It really makes you wonder how painters ever match a silver .......


----------



## -AndyH- (Oct 11, 2012)

It's funny, I've never actually had problems before with the matching of silvers. The problems have been more overspray/lacquer or base run/dirt in clear coat etc. But I know what you're saying about silvers - I have tried myself and failed many a time with a can.

I am really at a loss as to what they've done the more I look at it.

It looks like they've repainted the whole bumper, because the small stone chips have gone. But the paint looks just the wrong colour. If I take a close up of another panel, you can't see this kind of roughness in the paint.

The keyed marks (if they are that) wouldn't make sense if they've resprayed the bumper because this shouldn't be necessary - correct?


----------



## squiggs (Oct 19, 2009)

You usually key up any area that's going to be lacquered - if the lacquer is going to be blended (ie only lacquering half a bumper) then you would key to just past the half way point. From the half way point to just past would be the area where blending lacquer would be applied and that area has to be thouroughly keyed.

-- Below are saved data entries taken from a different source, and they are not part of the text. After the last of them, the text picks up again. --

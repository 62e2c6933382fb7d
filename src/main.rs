//! docharbor - main entry point

use std::path::PathBuf;
use std::sync::Arc;

use clap::Parser;
use tracing::info;
use tracing_subscriber::{fmt, EnvFilter};

use docharbor::{
    Config, DocsRepository, DocsService, GitClient, LocalDirStore, WorkerPool, ZigDocBuilder,
};

#[derive(Parser)]
#[command(name = "docharbor")]
#[command(version, about = "On-demand documentation server for remote Zig modules")]
struct Cli {
    /// Enable debug logging
    #[arg(long)]
    debug: bool,

    /// Path to configuration file (JSON or YAML)
    #[arg(long)]
    config: Option<PathBuf>,

    /// Listen address
    #[arg(long, env = "DOCHARBOR_HOST")]
    host: Option<String>,

    /// Listen port
    #[arg(long, env = "DOCHARBOR_PORT")]
    port: Option<u16>,

    /// HTTP worker thread count
    #[arg(long, env = "DOCHARBOR_HTTP_WORKERS")]
    http_workers: Option<usize>,

    /// Artifact store root
    #[arg(long, env = "DOCHARBOR_DATA_DIR")]
    data_dir: Option<PathBuf>,

    /// Path to the VCS binary
    #[arg(long, env = "DOCHARBOR_GIT_EXECUTABLE")]
    git_executable: Option<PathBuf>,

    /// Path to the documentation-generator binary
    #[arg(long, env = "DOCHARBOR_ZIG_EXECUTABLE")]
    zig_executable: Option<PathBuf>,

    /// Cache directory handed to the documentation generator
    #[arg(long, env = "DOCHARBOR_ZIG_CACHE_DIR")]
    zig_cache_dir: Option<PathBuf>,
}

impl Cli {
    /// Fold CLI flags over the file- or environment-derived configuration.
    fn apply(&self, config: &mut Config) {
        if let Some(host) = &self.host {
            config.host = host.clone();
        }
        if let Some(port) = self.port {
            config.port = port;
        }
        if let Some(workers) = self.http_workers {
            config.http_workers = workers;
        }
        if let Some(data_dir) = &self.data_dir {
            config.data_dir = data_dir.clone();
        }
        if let Some(git) = &self.git_executable {
            config.git_executable = git.clone();
        }
        if let Some(zig) = &self.zig_executable {
            config.zig_executable = zig.clone();
        }
        if let Some(cache) = &self.zig_cache_dir {
            config.zig_cache_dir = Some(cache.clone());
        }
    }
}

fn main() -> anyhow::Result<()> {
    // Load .env file if present
    dotenvy::dotenv().ok();

    let cli = Cli::parse();

    // Setup logging
    let filter = if cli.debug {
        EnvFilter::from_default_env().add_directive("docharbor=debug".parse()?)
    } else {
        EnvFilter::from_default_env().add_directive("docharbor=info".parse()?)
    };
    fmt().with_env_filter(filter).with_target(false).init();

    // Load configuration
    let mut config = if let Some(path) = &cli.config {
        Config::from_file(path)?
    } else {
        Config::from_env()
    };
    cli.apply(&mut config);

    let runtime = tokio::runtime::Builder::new_multi_thread()
        .worker_threads(config.http_workers.max(1))
        .enable_all()
        .build()?;
    runtime.block_on(run(config))
}

async fn run(config: Config) -> anyhow::Result<()> {
    let store = Arc::new(LocalDirStore::new(&config.data_dir)?);
    let vcs = Arc::new(GitClient::new(&config.git_executable));
    let builder = Arc::new(ZigDocBuilder::new(
        &config.zig_executable,
        config.zig_cache_dir.clone(),
    ));
    let pool = WorkerPool::new();
    let repository = DocsRepository::new(store, vcs, builder, pool.clone());
    let service = DocsService::new(repository);

    docharbor::server::serve(
        &config.host,
        config.port,
        service,
        pool.clone(),
        shutdown_signal(),
    )
    .await?;

    // The listener is closed; join the in-flight builds before exiting.
    info!("draining in-flight builds");
    pool.shutdown().await;
    info!("shutdown complete");
    Ok(())
}

/// Resolve on SIGINT or SIGTERM. Teardown itself happens on the runtime,
/// never in signal context.
async fn shutdown_signal() {
    let ctrl_c = async {
        let _ = tokio::signal::ctrl_c().await;
    };

    #[cfg(unix)]
    let terminate = async {
        use tokio::signal::unix::{signal, SignalKind};
        match signal(SignalKind::terminate()) {
            Ok(mut stream) => {
                stream.recv().await;
            }
            Err(_) => std::future::pending().await,
        }
    };

    #[cfg(not(unix))]
    let terminate = std::future::pending::<()>();

    tokio::select! {
        () = ctrl_c => {}
        () = terminate => {}
    }
    info!("shutdown signal received");
}
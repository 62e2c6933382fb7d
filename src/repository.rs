//! The orchestrator wiring store, VCS, builder, and worker pool.
//!
//! The read path is a read-through cache: a hit streams from the store, a
//! miss queues a background sync and returns the queued sentinel
//! immediately. Worker failures are logged and swallowed; the store stays
//! empty for that fingerprint and the next request re-queues.

use std::sync::Arc;

use tracing::{debug, error, info, warn};

use crate::builder::DocBuilder;
use crate::git::VcsClient;
use crate::manifest::Manifest;
use crate::pool::{Job, JobKind, PoolError, WorkerPool};
use crate::source::RemoteSource;
use crate::store::{ArtifactStore, Result, StoreError};

/// Outcome of a read that may have triggered a background sync.
#[derive(Debug)]
pub enum Cached<T> {
    /// The artifact was present in the store.
    Ready(T),
    /// The artifact was missing; a sync job is now in flight (queued by this
    /// request or an earlier one).
    Queued,
}

impl<T> Cached<T> {
    /// Map the ready value, preserving the queued state.
    pub fn map<U>(self, f: impl FnOnce(T) -> U) -> Cached<U> {
        match self {
            Cached::Ready(value) => Cached::Ready(f(value)),
            Cached::Queued => Cached::Queued,
        }
    }
}

struct Capabilities {
    store: Arc<dyn ArtifactStore>,
    vcs: Arc<dyn VcsClient>,
    builder: Arc<dyn DocBuilder>,
    pool: WorkerPool,
}

/// Materializes and caches documentation for remote sources.
///
/// Cheap to clone; all clones share one set of capabilities.
#[derive(Clone)]
pub struct DocsRepository {
    inner: Arc<Capabilities>,
}

impl DocsRepository {
    /// Wire the orchestrator from its capabilities.
    #[must_use]
    pub fn new(
        store: Arc<dyn ArtifactStore>,
        vcs: Arc<dyn VcsClient>,
        builder: Arc<dyn DocBuilder>,
        pool: WorkerPool,
    ) -> Self {
        Self {
            inner: Arc::new(Capabilities {
                store,
                vcs,
                builder,
                pool,
            }),
        }
    }

    /// The central read path: open the manifest, or queue the sync that will
    /// produce it.
    ///
    /// Store errors other than a miss are surfaced verbatim.
    pub fn get_docs_manifest(&self, source: &RemoteSource) -> Result<Cached<Manifest>> {
        match self.inner.store.open_manifest(source) {
            Ok(manifest) => Ok(Cached::Ready(manifest)),
            Err(StoreError::NotFound) => {
                let kind = if source.is_latest() {
                    JobKind::SyncLatest
                } else {
                    JobKind::SyncRepository
                };
                self.queue(kind, source.clone());
                Ok(Cached::Queued)
            }
            Err(e) => Err(e),
        }
    }

    /// Whether the artifact is present, without queueing anything.
    #[must_use]
    pub fn is_ready(&self, source: &RemoteSource) -> bool {
        self.inner.store.open_manifest(source).is_ok()
    }

    /// Submit a sync job, coalescing with any identical in-flight job.
    fn queue(&self, kind: JobKind, source: RemoteSource) {
        let job = Job::new(kind, source.clone());
        let fingerprint = job.fingerprint();
        let this = self.clone();
        let result = self.inner.pool.add_job(job, async move {
            match kind {
                JobKind::SyncLatest => this.run_sync_latest(source).await,
                JobKind::SyncRepository => this.run_sync_repository(source).await,
            }
        });
        match result {
            Ok(()) => {}
            Err(PoolError::JobExists) => debug!(%fingerprint, "sync already in flight"),
            Err(PoolError::PoolStopped) => warn!(%fingerprint, "sync refused, shutting down"),
        }
    }

    /// Resolve `latest` to a concrete version, link it, and chain the
    /// repository sync for the resolved version.
    async fn run_sync_latest(&self, source: RemoteSource) {
        let tag = match self.inner.vcs.latest_tag(&source.url()).await {
            Ok(tag) => tag,
            Err(e) => {
                error!(%source, error = %e, "latest resolution failed");
                return;
            }
        };
        info!(%source, version = %tag.name, "resolved latest");

        let resolved = source.with_version(&tag.name);
        if let Err(e) = self.inner.store.link_latest(&resolved) {
            error!(source = %resolved, error = %e, "linking latest failed");
            return;
        }

        self.queue(JobKind::SyncRepository, resolved);
    }

    /// Clone, build, and publish one concrete `(repository, version)`.
    async fn run_sync_repository(&self, source: RemoteSource) {
        let workdir = match tempfile::tempdir() {
            Ok(dir) => dir,
            Err(e) => {
                error!(%source, error = %e, "could not create working directory");
                return;
            }
        };
        let checkout = workdir.path().join("checkout");

        if let Err(e) = self
            .inner
            .vcs
            .clone_repo(&source.url(), &source.version, &checkout)
            .await
        {
            error!(%source, error = %e, "clone failed");
            return;
        }

        if !self.inner.builder.has_build_script(&checkout) {
            info!(%source, "checkout has no build script, nothing to document");
            return;
        }

        let manifest = match self.inner.builder.build(&checkout).await {
            Ok(manifest) => manifest,
            Err(e) => {
                error!(%source, error = %e, "documentation build failed");
                return;
            }
        };

        let store = Arc::clone(&self.inner.store);
        let publish_source = source.clone();
        let published =
            tokio::task::spawn_blocking(move || store.write_manifest(&publish_source, &manifest))
                .await;
        match published {
            Ok(Ok(())) => info!(%source, "documentation synced"),
            Ok(Err(e)) => error!(%source, error = %e, "publishing artifact failed"),
            Err(e) => error!(%source, error = %e, "publish task failed"),
        }
    }
}
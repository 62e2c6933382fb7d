//! Artifact store trait and implementations.
//!
//! The store is a filesystem-rooted cache keyed by `(repository, version)`:
//! the directory layout *is* the cache key, and the `latest` pointer is a
//! symlink swap. The trait is the extension point for remote stores; today
//! there is one implementation, [`LocalDirStore`].

mod local;

pub use self::local::LocalDirStore;

use thiserror::Error;

use crate::manifest::Manifest;
use crate::source::RemoteSource;

/// Result type alias for store operations.
pub type Result<T> = std::result::Result<T, StoreError>;

/// Error type for store operations.
#[derive(Error, Debug)]
pub enum StoreError {
    /// No artifact exists for the requested `(repository, version)`.
    #[error("no artifact for the requested repository and version")]
    NotFound,

    /// A name would escape the store root or span path segments.
    #[error("invalid store path: {0}")]
    InvalidPath(String),

    /// An artifact exists but could not be enumerated or opened.
    #[error("failed to read artifact: {0}")]
    ReadFailed(std::io::Error),

    /// The artifact could not be staged or published.
    #[error("failed to write artifact: {0}")]
    WriteFailed(std::io::Error),

    /// Other filesystem failure.
    #[error("filesystem error: {0}")]
    Io(#[from] std::io::Error),
}

/// Capability interface over the artifact cache.
///
/// Implementations never touch the network; all operations are plain
/// filesystem work and callers move the bulky ones onto blocking threads.
pub trait ArtifactStore: Send + Sync {
    /// Open the manifest for `(source.repository, source.version)`.
    ///
    /// Returns [`StoreError::NotFound`] when the version directory does not
    /// exist, and also when it exists but holds no modules — an empty
    /// directory reads as a miss so a dangling `latest` target is re-queued
    /// rather than served.
    fn open_manifest(&self, source: &RemoteSource) -> Result<Manifest>;

    /// Publish a built manifest for `(source.repository, source.version)`.
    ///
    /// Every regular file of each module tree is copied to a path of the
    /// same basename under `<module>/`. The artifact is staged in a
    /// temporary sibling directory and renamed into place, replacing any
    /// previous content for the same version.
    fn write_manifest(&self, source: &RemoteSource, manifest: &Manifest) -> Result<()>;

    /// Point `<repository>/latest` at `source.version`.
    ///
    /// Creates the version directory if absent. Concurrent calls for one
    /// repository are serialized by the worker-pool fingerprint.
    fn link_latest(&self, source: &RemoteSource) -> Result<()>;
}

Have the chips seen paint do you think ???? or were they just chipped lacquer that have been given a fresh coat of lacquer?

Back to the textured paint another possibilty is that they didn't flat back the primer enough? But if the texture extends past the area of damage then it shouldn't have been primed.


----------



## Andyb0127 (Jan 16, 2011)

Does the silver base look like a grainy/textured finish, if so it sounds very much like the base which should be bmw white label base, hasn't been applied correctly. Or as squiggs has said not been prepped correctly.


----------



## Sicskate (Oct 3, 2012)

In my opinion, it looks like they have 2k primed it, but not prepped the primer. 
This has caused the base colour to sit incorrectly. 

You need to remember that bumpers wouldn't have been painted on the car in the factory, it's likely they probably weren't even painted in the same country!

Also plastic panels/trims will always look a tad different to metal panels. 

As this is warranty, I'm sure if you kick up a stink they might even just replace the whole bumper with an already factory painted bumper.


----------



## -AndyH- (Oct 11, 2012)

Hi

Yeah, the base looks grainy/textured - almost as if it's been sprayed on a primer that was rough and not flattened.

The more I look at it, the more I see wrong. There's a lot of lines in the clear coat also (not swirl). They stick out like a sore thumb under a bright light.

@ Sicskate - You are right about the bumper. I had a quick look at a Youtube video of the production - 



 Bumper comes pre-painted!

@ squiggs - I am pretty sure some of the stone chips were down to the plastic of the bumper. The paint is pretty thin in that area when dooka did his depth readings.

Dealer rang me this morning and said he was shocked because he thought it was perfect/an exceptional job. I pointed out some basic mistakes (not even considering the base colour issue) such as failing to lacquer one area and two areas where bits of dirt were on the base coat before spraying the lacquer causing bumps. They aren't happy, but that's not my problem!


----------



## Sicskate (Oct 3, 2012)

Like I said, push for a brand new bumper. 
It's the easiest and best option.


----------



## -AndyH- (Oct 11, 2012)

Knowing BMW, I have 0% chance of them giving me a new bumper. I had a big dispute with them over some lacquer peel which they were blaming on a stone chip (despite the fact that the stone chip had sufficient paint/lacquer all around it). 

The dealer is clearly not happy with me - but at the end of the day I have high standards and expect them to be met. I am not asking for the impossible.

The issue I have is the BMW Approved Bodyshops are the only places you can go to get warranty work done (I believe if you even go to somewhere else for non-warranty work, you risk invalidating the 3 year paint warranty). 

I would never go to the local approved bodyshop near me after the shambles of a repair they made on my car the last time. The one that did this work (Elite Body in Northampton) has a poor reputation amongst detailers (one very well known detailer on here advised me to avoid them at all costs).


----------